2011年6月19日日曜日
6月13日 @クラクフ、ポーランド
赤いサンダルに、飾りがかわいいブーツ。紳士用の革靴に、子ども用のスニーカー・・・。そこにはおびただしい数の靴が展示されていた。同じように、こちらにはめがね、あちらにはスーツケースが山積みされている・・・。
皆、アウシュビッツ収容所に送られてきた人たちの所持品だ。これだけの生活がある日突然奪われたことを想像すると、めまいがしてその場に崩れ落ちそうになる。
ポーランドに来たら、アウシュビッツをぜひ見ておかなければと思っていた。

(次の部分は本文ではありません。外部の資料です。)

//! Gesture state derived from skeletal landmarks.

use crate::pose::{Landmark, LANDMARK_COUNT, LEFT_SHOULDER, LEFT_WRIST, RIGHT_SHOULDER, RIGHT_WRIST};

/// Which hands are raised above shoulder height this frame.
///
/// Derived fresh every frame; never persisted.
#[derive(Clone, Copy, Debug, Default, PartialEq, Eq)]
pub enum GestureState {
    #[default]
    None,
    Left,
    Right,
    Both,
}

/// Classify the current frame's landmarks.
///
/// A wrist counts as raised when its y coordinate is numerically smaller
/// than the matching shoulder's (image coordinates grow downward). An
/// incomplete landmark list (fewer than the full 33-point skeleton,
/// including an empty one) is a normal "no body" frame, not an error.
pub fn classify(landmarks: &[Landmark]) -> GestureState {
    if landmarks.len() < LANDMARK_COUNT {
        return GestureState::None;
    }

    let left_raised = landmarks[LEFT_WRIST].y < landmarks[LEFT_SHOULDER].y;
    let right_raised = landmarks[RIGHT_WRIST].y < landmarks[RIGHT_SHOULDER].y;

    match (left_raised, right_raised) {
        (true, true) => GestureState::Both,
        (true, false) => GestureState::Left,
        (false, true) => GestureState::Right,
        (false, false) => GestureState::None,
    }
}
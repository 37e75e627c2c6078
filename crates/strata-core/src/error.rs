use derive_more::Display;
use serde::Serialize;
use std::fmt;
use thiserror::Error as ThisError;

///
/// DeclarationKind
///

#[derive(Clone, Copy, Debug, Display, Eq, Hash, PartialEq, Serialize)]
pub enum DeclarationKind {
    #[display("unique")]
    Unique,

    #[display("state-definer")]
    StateDefiner,

    #[display("field-helper")]
    FieldHelper,
}

///
/// ErrorKind
///
/// Stable classification of a `ConfigError`.
///

#[derive(Clone, Copy, Debug, Display, Eq, Hash, Ord, PartialEq, PartialOrd, Serialize)]
#[remain::sorted]
pub enum ErrorKind {
    DuplicateConstraint,
    DuplicateFieldName,
    EmptySelection,
    Frozen,
    InvalidFieldKind,
    RepeatedField,
    UnknownField,
}

///
/// ConfigError
///
/// Configuration-time failure of a single declaration.
/// A failed declaration never leaves a partial write behind.
///

#[derive(Clone, Debug, Eq, PartialEq, ThisError)]
pub enum ConfigError {
    #[error("{declaration} declaration on '{record}' selects no fields")]
    EmptySelection {
        record: &'static str,
        declaration: DeclarationKind,
    },

    #[error("field '{field}' is declared more than once on '{record}'")]
    DuplicateFieldName {
        record: &'static str,
        field: &'static str,
    },

    #[error("field '{field}' is not declared on '{record}'")]
    UnknownField {
        record: &'static str,
        field: String,
    },

    #[error("field '{field}' is selected more than once on '{record}'")]
    RepeatedField {
        record: &'static str,
        field: &'static str,
    },

    #[error("field '{field}' on '{record}' cannot be used in a {declaration} declaration: {reason}")]
    InvalidFieldKind {
        record: &'static str,
        field: &'static str,
        declaration: DeclarationKind,
        reason: &'static str,
    },

    #[error("{declaration} declaration on '{record}' duplicates an existing one: ({})", .fields.join(", "))]
    DuplicateConstraint {
        record: &'static str,
        declaration: DeclarationKind,
        fields: Vec<&'static str>,
    },

    #[error("registry is frozen; no further declarations are accepted")]
    Frozen,
}

impl ConfigError {
    #[must_use]
    pub const fn kind(&self) -> ErrorKind {
        match self {
            Self::EmptySelection { .. } => ErrorKind::EmptySelection,
            Self::DuplicateFieldName { .. } => ErrorKind::DuplicateFieldName,
            Self::UnknownField { .. } => ErrorKind::UnknownField,
            Self::RepeatedField { .. } => ErrorKind::RepeatedField,
            Self::InvalidFieldKind { .. } => ErrorKind::InvalidFieldKind,
            Self::DuplicateConstraint { .. } => ErrorKind::DuplicateConstraint,
            Self::Frozen => ErrorKind::Frozen,
        }
    }

    /// Record path the error was raised against, if any.
    #[must_use]
    pub const fn record(&self) -> Option<&'static str> {
        match self {
            Self::EmptySelection { record, .. }
            | Self::DuplicateFieldName { record, .. }
            | Self::UnknownField { record, .. }
            | Self::RepeatedField { record, .. }
            | Self::InvalidFieldKind { record, .. }
            | Self::DuplicateConstraint { record, .. } => Some(*record),
            Self::Frozen => None,
        }
    }

    #[must_use]
    pub fn display_with_kind(&self) -> String {
        format!("{}: {self}", self.kind())
    }
}

///
/// ConfigErrors
///
/// Ordered collection of declaration failures, for callers that want to see
/// every mistake before aborting the configuration phase.
///

#[derive(Clone, Debug, Default, Eq, PartialEq)]
pub struct ConfigErrors {
    errors: Vec<ConfigError>,
}

impl ConfigErrors {
    #[must_use]
    pub const fn new() -> Self {
        Self { errors: Vec::new() }
    }

    pub fn add(&mut self, error: ConfigError) {
        self.errors.push(error);
    }

    #[must_use]
    pub const fn is_empty(&self) -> bool {
        self.errors.is_empty()
    }

    #[must_use]
    pub const fn len(&self) -> usize {
        self.errors.len()
    }

    pub fn iter(&self) -> impl Iterator<Item = &ConfigError> {
        self.errors.iter()
    }

    #[must_use]
    pub fn kinds(&self) -> Vec<ErrorKind> {
        self.errors.iter().map(ConfigError::kind).collect()
    }

    /// `Ok` when nothing was collected.
    pub fn result(self) -> Result<(), Self> {
        if self.is_empty() { Ok(()) } else { Err(self) }
    }
}

impl std::error::Error for ConfigErrors {}

impl From<ConfigError> for ConfigErrors {
    fn from(error: ConfigError) -> Self {
        Self {
            errors: vec![error],
        }
    }
}

impl IntoIterator for ConfigErrors {
    type Item = ConfigError;
    type IntoIter = std::vec::IntoIter<ConfigError>;

    fn into_iter(self) -> Self::IntoIter {
        self.errors.into_iter()
    }
}

impl fmt::Display for ConfigErrors {
    fn fmt(&self, f: &mut fmt::Formatter<'_>) -> fmt::Result {
        for (i, error) in self.errors.iter().enumerate() {
            if i > 0 {
                writeln!(f)?;
            }
            write!(f, "{}", error.display_with_kind())?;
        }

        Ok(())
    }
}

///
/// TESTS
///
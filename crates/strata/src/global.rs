//! Process-wide registry.
//!
//! Created lazily on first use and shared by every caller. Each declaration
//! runs under the write lock, so duplicate detection holds even when
//! configuration calls race. `freeze` ends the configuration phase; after it
//! the registry only accepts reads.

use std::sync::{LazyLock, OnceLock, RwLock, RwLockReadGuard, RwLockWriteGuard};
use strata_core::{
    builder::{Declaration, FieldHandle, ModelBuilder},
    error::{ConfigError, ConfigErrors},
    export::RegistryEntry,
    obs::ConfigReport,
    model::record::RecordKind,
    registry::MappingRegistry,
    select::FieldSelector,
};

///
/// BUILDER
/// the shared configuration state
///

static BUILDER: LazyLock<RwLock<ModelBuilder>> = LazyLock::new(|| RwLock::new(ModelBuilder::new()));

static FROZEN: OnceLock<()> = OnceLock::new();

// builder_write
fn builder_write() -> RwLockWriteGuard<'static, ModelBuilder> {
    BUILDER
        .write()
        .expect("registry RwLock poisoned while acquiring write lock")
}

// builder_read
fn builder_read() -> RwLockReadGuard<'static, ModelBuilder> {
    BUILDER
        .read()
        .expect("registry RwLock poisoned while acquiring read lock")
}

// open_builder
// write guard, unless the phase has ended
fn open_builder() -> Result<RwLockWriteGuard<'static, ModelBuilder>, ConfigError> {
    let guard = builder_write();
    if is_frozen() {
        return Err(ConfigError::Frozen);
    }

    Ok(guard)
}

pub fn mark_unique<T, S>(selector: S) -> Result<(), ConfigError>
where
    T: RecordKind,
    S: FieldSelector,
{
    open_builder()?.mark_unique::<T, S>(selector)
}

pub fn mark_state_definer<T, S>(selector: S) -> Result<(), ConfigError>
where
    T: RecordKind,
    S: FieldSelector,
{
    open_builder()?.mark_state_definer::<T, S>(selector)
}

/// Resolve one field of `T`. Never touches the registry, so it keeps
/// working after `freeze`; from then on rejections are no longer reported.
pub fn field_helper<T, S>(selector: S) -> Result<FieldHandle<T>, ConfigError>
where
    T: RecordKind,
    S: FieldSelector,
{
    match open_builder() {
        Ok(mut builder) => builder.field_helper::<T, S>(selector),
        Err(_) => FieldHandle::resolve(&selector),
    }
}

pub fn declare_all<I>(declarations: I) -> Result<(), ConfigErrors>
where
    I: IntoIterator<Item = Declaration>,
{
    open_builder()?.declare_all(declarations)
}

/// End the configuration phase. Idempotent.
pub fn freeze() {
    let _guard = builder_write();
    if FROZEN.set(()).is_ok() {
        tracing::debug!(target: "strata", "global registry frozen");
    }
}

#[must_use]
pub fn is_frozen() -> bool {
    FROZEN.get().is_some()
}

/// Read the registry contents.
pub fn with_registry<R>(f: impl FnOnce(&MappingRegistry) -> R) -> R {
    f(builder_read().registry())
}

/// Counters for the configuration phase so far.
#[must_use]
pub fn report() -> ConfigReport {
    builder_read().report().clone()
}

#[must_use]
pub fn export() -> Vec<RegistryEntry> {
    with_registry(MappingRegistry::export)
}
//! Core of strata: record metadata, field selection, type classification,
//! the unique-constraint and state-definer validators, and the registry they
//! populate during a configuration phase.
#![warn(unreachable_pub)]

// public exports are one module level down
pub mod builder;
pub mod config;
pub mod error;
pub mod export;
pub mod model;
pub mod obs;
pub mod registry;
pub mod select;
pub mod validate;

// test
#[cfg(test)]
pub(crate) mod test_fixtures;

///
/// Prelude
///
/// Prelude contains only domain vocabulary needed to declare records and
/// configure them.
///

pub mod prelude {
    pub use crate::{
        builder::{EntityConfig, FieldHandle, ModelBuilder},
        model::{
            field::{FieldKind, FieldModel, Scalar},
            record::{RecordKind, RecordModel},
        },
        select::FieldSelector,
    };
}
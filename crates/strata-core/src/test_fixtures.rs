use crate::model::{
    field::{FieldKind, FieldModel, Scalar},
    record::{RecordKind, RecordModel},
};

const ORDER_LINE_REF: FieldKind = FieldKind::Record {
    path: "shop::OrderLine",
};

///
/// Order
///

pub(crate) struct Order;

impl RecordKind for Order {
    const MODEL: &'static RecordModel = &RecordModel {
        path: "shop::Order",
        name: "Order",
        fields: &[
            FieldModel::new("order_number", FieldKind::Scalar(Scalar::Text)),
            FieldModel::new("customer_id", FieldKind::Scalar(Scalar::Int32)),
            FieldModel::new("lines", FieldKind::List(&ORDER_LINE_REF)),
            FieldModel::new(
                "customer",
                FieldKind::Record {
                    path: "shop::Customer",
                },
            ),
            FieldModel::new("status", FieldKind::Enum { path: "shop::Status" }),
            FieldModel::new(
                "cancel_reason",
                FieldKind::Optional(&FieldKind::Enum {
                    path: "shop::CancelReason",
                }),
            ),
            FieldModel::new("total", FieldKind::Value { path: "shop::Money" }),
            FieldModel::new("tags", FieldKind::Set(&FieldKind::Scalar(Scalar::Text))),
            FieldModel::new("statuses", FieldKind::List(&FieldKind::Enum { path: "shop::Status" })),
            FieldModel::new("batches", FieldKind::List(&FieldKind::List(&ORDER_LINE_REF))),
            FieldModel::new(
                "billing",
                FieldKind::Optional(&FieldKind::Record {
                    path: "shop::Customer",
                }),
            ),
            FieldModel::new("line_set", FieldKind::Set(&ORDER_LINE_REF)),
            FieldModel::new(
                "draft_lines",
                FieldKind::Optional(&FieldKind::List(&ORDER_LINE_REF)),
            ),
            FieldModel::new(
                "sparse_lines",
                FieldKind::List(&FieldKind::Optional(&ORDER_LINE_REF)),
            ),
            FieldModel::new(
                "quantities",
                FieldKind::List(&FieldKind::Optional(&FieldKind::Scalar(Scalar::Uint32))),
            ),
        ],
    };
}

///
/// OrderLine
///

pub(crate) struct OrderLine;

impl RecordKind for OrderLine {
    const MODEL: &'static RecordModel = &RecordModel {
        path: "shop::OrderLine",
        name: "OrderLine",
        fields: &[
            FieldModel::new("sku", FieldKind::Scalar(Scalar::Text)),
            FieldModel::new("quantity", FieldKind::Scalar(Scalar::Uint32)),
            FieldModel::new(
                "order",
                FieldKind::Record {
                    path: "shop::Order",
                },
            ),
        ],
    };
}

///
/// Customer
///

pub(crate) struct Customer;

impl RecordKind for Customer {
    const MODEL: &'static RecordModel = &RecordModel {
        path: "shop::Customer",
        name: "Customer",
        fields: &[
            FieldModel::new("id", FieldKind::Scalar(Scalar::Ulid)),
            FieldModel::new("email", FieldKind::Scalar(Scalar::Text)),
        ],
    };
}

///
/// Ambiguous
/// declares the same field name twice
///

pub(crate) struct Ambiguous;

impl RecordKind for Ambiguous {
    const MODEL: &'static RecordModel = &RecordModel {
        path: "shop::Ambiguous",
        name: "Ambiguous",
        fields: &[
            FieldModel::new("dup", FieldKind::Scalar(Scalar::Int32)),
            FieldModel::new("other", FieldKind::Scalar(Scalar::Text)),
            FieldModel::new(
                "dup",
                FieldKind::Record {
                    path: "shop::Customer",
                },
            ),
        ],
    };
}
//! Declared record metadata.
//!
//! Record authors describe each record type once, statically: its path, its
//! name and its ordered fields with their declared kinds. Everything the
//! validators know about a type comes from here; nothing is inspected at
//! runtime.

pub mod field;
pub mod record;
pub mod set;
use strata::{
    BuilderConfig, ConfigError, DeclarationKind, EntryKind, ErrorKind, ModelBuilder,
    core::model::record::SourceType, export_json, prelude::*,
};

const ORDER_LINE: FieldKind = FieldKind::Record {
    path: "shop::OrderLine",
};

struct Order;

impl RecordKind for Order {
    const MODEL: &'static RecordModel = &RecordModel {
        path: "shop::Order",
        name: "Order",
        fields: &[
            FieldModel::new("order_number", FieldKind::Scalar(Scalar::Text)),
            FieldModel::new("customer_id", FieldKind::Scalar(Scalar::Int32)),
            FieldModel::new("lines", FieldKind::List(&ORDER_LINE)),
        ],
    };
}

struct OrderLine;

impl RecordKind for OrderLine {
    const MODEL: &'static RecordModel = &RecordModel {
        path: "shop::OrderLine",
        name: "OrderLine",
        fields: &[
            FieldModel::new("sku", FieldKind::Scalar(Scalar::Text)),
            FieldModel::new("order", FieldKind::Record { path: "shop::Order" }),
            FieldModel::new("product", FieldKind::Record { path: "shop::Product" }),
        ],
    };
}

fn builder() -> ModelBuilder {
    ModelBuilder::with_config(BuilderConfig::default().with_tracing(false))
}

#[test]
fn order_end_to_end() {
    let mut builder = builder();

    builder.mark_unique::<Order, _>("order_number").unwrap();
    {
        let registry = builder.registry();
        let sets: Vec<_> = registry
            .unique_constraints()
            .map(|props| (props.source.name(), props.field_names()))
            .collect();
        assert_eq!(sets, vec![("Order", vec!["order_number"])]);
    }

    builder.mark_state_definer::<Order, _>("lines").unwrap();
    assert_eq!(
        builder
            .registry()
            .state_definer_for(SourceType::of::<Order>())
            .map(|props| props.field_names()),
        Some(vec!["lines"])
    );

    let err = builder.mark_unique::<Order, _>("lines").unwrap_err();
    assert!(matches!(
        err,
        ConfigError::InvalidFieldKind {
            record: "shop::Order",
            field: "lines",
            declaration: DeclarationKind::Unique,
            ..
        }
    ));

    let registry = builder.finish();
    let kinds: Vec<_> = registry.export().iter().map(|entry| entry.kind).collect();
    assert_eq!(kinds, vec![EntryKind::Unique, EntryKind::StateDefiner]);
}

#[test]
fn unique_sets_are_order_independent() {
    let mut builder = builder();

    builder
        .mark_unique::<Order, _>(["order_number", "customer_id"])
        .unwrap();
    let err = builder
        .mark_unique::<Order, _>(["customer_id", "order_number"])
        .unwrap_err();

    assert_eq!(err.kind(), ErrorKind::DuplicateConstraint);
    assert_eq!(builder.registry().unique_constraints().count(), 1);
}

#[test]
fn subset_and_superset_are_distinct_sets() {
    let mut builder = builder();

    builder.mark_unique::<Order, _>("order_number").unwrap();
    builder
        .mark_unique::<Order, _>(["order_number", "customer_id"])
        .unwrap();

    assert_eq!(
        builder
            .registry()
            .unique_constraints_for(SourceType::of::<Order>())
            .count(),
        2
    );
}

#[test]
fn state_definer_overlap_is_all_or_nothing() {
    let mut builder = builder();

    builder.mark_state_definer::<OrderLine, _>("order").unwrap();
    let err = builder
        .mark_state_definer::<OrderLine, _>(["product", "order"])
        .unwrap_err();

    assert_eq!(err.kind(), ErrorKind::DuplicateConstraint);
    assert!(err.to_string().ends_with("(order)"), "{err}");
    assert_eq!(
        builder
            .registry()
            .state_definer_for(SourceType::of::<OrderLine>())
            .map(|props| props.field_names()),
        Some(vec!["order"]),
        "product must not be appended"
    );

    builder.mark_state_definer::<OrderLine, _>("product").unwrap();
    assert_eq!(
        builder
            .registry()
            .state_definer_for(SourceType::of::<OrderLine>())
            .map(|props| props.field_names()),
        Some(vec!["order", "product"])
    );
}

#[test]
fn json_export_shape() {
    let mut builder = builder();
    builder
        .entity::<Order>()
        .mark_unique("order_number")
        .and_then(|order| order.mark_state_definer("lines"))
        .unwrap();
    builder.mark_state_definer::<OrderLine, _>("order").unwrap();

    let json = export_json(builder.registry()).unwrap();
    let value: serde_json::Value = serde_json::from_str(&json).unwrap();

    assert_eq!(
        value,
        serde_json::json!([
            { "typeName": "Order", "kind": "unique", "fieldNames": ["order_number"] },
            { "typeName": "Order", "kind": "stateDefiner", "fieldNames": ["lines"] },
            { "typeName": "OrderLine", "kind": "stateDefiner", "fieldNames": ["order"] },
        ])
    );
}
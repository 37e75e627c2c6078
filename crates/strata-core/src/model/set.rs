use crate::model::{field::FieldModel, record::SourceType};
use derive_more::{Deref, IntoIterator};
use std::{
    collections::BTreeSet,
    fmt::{self, Display},
};

///
/// FieldSet
///
/// Ordered fields produced by one selection.
/// Order is kept for display; equality checks go through `same_names`.
///

#[derive(Clone, Debug, Default, Deref, Eq, IntoIterator, PartialEq)]
pub struct FieldSet(#[into_iterator(owned, ref)] Vec<&'static FieldModel>);

impl FieldSet {
    #[must_use]
    pub const fn new() -> Self {
        Self(Vec::new())
    }

    pub fn push(&mut self, field: &'static FieldModel) {
        self.0.push(field);
    }

    pub fn extend(&mut self, other: Self) {
        self.0.extend(other.0);
    }

    #[must_use]
    pub fn contains(&self, name: &str) -> bool {
        self.0.iter().any(|field| field.name == name)
    }

    #[must_use]
    pub fn names(&self) -> Vec<&'static str> {
        self.0.iter().map(|field| field.name).collect()
    }

    // name_set
    // order-independent view used for set equality
    fn name_set(&self) -> BTreeSet<&'static str> {
        self.0.iter().map(|field| field.name).collect()
    }

    /// Whether both sets name the same fields, disregarding order.
    #[must_use]
    pub fn same_names(&self, other: &Self) -> bool {
        self.name_set() == other.name_set()
    }

    /// Names in `self` that also appear in `other`, in `self`'s order.
    #[must_use]
    pub fn shared_names(&self, other: &Self) -> Vec<&'static str> {
        self.0
            .iter()
            .filter(|field| other.contains(field.name))
            .map(|field| field.name)
            .collect()
    }
}

impl From<Vec<&'static FieldModel>> for FieldSet {
    fn from(fields: Vec<&'static FieldModel>) -> Self {
        Self(fields)
    }
}

impl Display for FieldSet {
    fn fmt(&self, f: &mut fmt::Formatter<'_>) -> fmt::Result {
        write!(f, "({})", self.names().join(", "))
    }
}

///
/// PropertiesWithSource
/// A field set bound to the record type it was resolved against.
///

#[derive(Clone, Debug)]
pub struct PropertiesWithSource {
    pub source: SourceType,
    pub fields: FieldSet,
}

impl PropertiesWithSource {
    #[must_use]
    pub const fn new(source: SourceType, fields: FieldSet) -> Self {
        Self { source, fields }
    }

    #[must_use]
    pub const fn empty(source: SourceType) -> Self {
        Self::new(source, FieldSet::new())
    }

    /// Same source type and the same field names, in any order.
    #[must_use]
    pub fn is_set_equal(&self, other: &Self) -> bool {
        self.source == other.source && self.fields.same_names(&other.fields)
    }

    #[must_use]
    pub fn field_names(&self) -> Vec<&'static str> {
        self.fields.names()
    }
}

impl Display for PropertiesWithSource {
    fn fmt(&self, f: &mut fmt::Formatter<'_>) -> fmt::Result {
        write!(f, "{}{}", self.source, self.fields)
    }
}

///
/// TESTS
///
//! Field selection.
//!
//! A selector names one or more direct fields of a record type. Resolution
//! turns those names into the record's declared `FieldModel`s, keeping the
//! order the caller wrote them in.

use crate::{
    error::{ConfigError, DeclarationKind},
    model::{record::SourceType, set::FieldSet},
};

///
/// FieldSelector
///
/// Anything that can name fields of a record.
/// `None` from `field_names` means the selector itself is absent.
///

pub trait FieldSelector {
    fn field_names(&self) -> Option<Vec<&str>>;
}

impl FieldSelector for &str {
    fn field_names(&self) -> Option<Vec<&str>> {
        Some(vec![*self])
    }
}

impl FieldSelector for String {
    fn field_names(&self) -> Option<Vec<&str>> {
        Some(vec![self.as_str()])
    }
}

impl<const N: usize> FieldSelector for [&str; N] {
    fn field_names(&self) -> Option<Vec<&str>> {
        Some(self.to_vec())
    }
}

impl FieldSelector for &[&str] {
    fn field_names(&self) -> Option<Vec<&str>> {
        Some(self.to_vec())
    }
}

impl FieldSelector for Vec<&str> {
    fn field_names(&self) -> Option<Vec<&str>> {
        Some(self.clone())
    }
}

impl<S: FieldSelector> FieldSelector for Option<S> {
    fn field_names(&self) -> Option<Vec<&str>> {
        self.as_ref().and_then(FieldSelector::field_names)
    }
}

/// Resolve a selector against the declared fields of `source`.
///
/// Fails with `EmptySelection` when the selector is absent or names nothing,
/// `UnknownField` when a name is not a direct field of the record,
/// `RepeatedField` when the same field is named twice, and
/// `DuplicateFieldName` when the record model itself declares a name twice.
pub fn resolve<S>(
    source: SourceType,
    declaration: DeclarationKind,
    selector: &S,
) -> Result<FieldSet, ConfigError>
where
    S: FieldSelector + ?Sized,
{
    let record = source.path();
    if let Some(field) = source.model().duplicate_field() {
        return Err(ConfigError::DuplicateFieldName { record, field });
    }

    let names = selector
        .field_names()
        .filter(|names| !names.is_empty())
        .ok_or(ConfigError::EmptySelection {
            record,
            declaration,
        })?;

    let mut fields = FieldSet::new();
    for name in names {
        let field = source
            .model()
            .field(name)
            .ok_or_else(|| ConfigError::UnknownField {
                record,
                field: name.to_string(),
            })?;

        if fields.contains(field.name) {
            return Err(ConfigError::RepeatedField {
                record,
                field: field.name,
            });
        }

        fields.push(field);
    }

    Ok(fields)
}

///
/// TESTS
///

でも、見終わった今、目に焼き付いた映像の数々がうまく消化できず、身体が拒絶して、結局1日寝込んでしまった。
これだけの悲劇を人は生み出せる。しかも、生まれながらの極悪非道の悪人なんてのはいなくて、彼らは家に帰ると普通の父であり、夫であった。以前見た映画『敵こそ、わが友~戦犯クラウス・バルビーの3つの人生~』では、「リヨンの虐殺者」と呼ばれたクラウス・バルビーの娘が登場し、「父はとても優しくて、思いやりがあった」と語っている。
自分も同じ立場に置かれたら、そのような悲劇に手を染めていたかもしれないことを思うと、やりきれない。
一方で、悲劇の中にも、周りの人の心に灯をともした人がいた。コルベ神父が身代わりになって囚われたという断食房を見たときに、少し心が救われた気がした。神父のように歴史に名を残さなくても、ささやかな優しさで周囲の人に明日を生きる勇気をもたらした人がたくさんいたはずだ。過酷な労働の日々の中で、そんなことが自分にできるだろうか? 果てのない自問自答が続いた。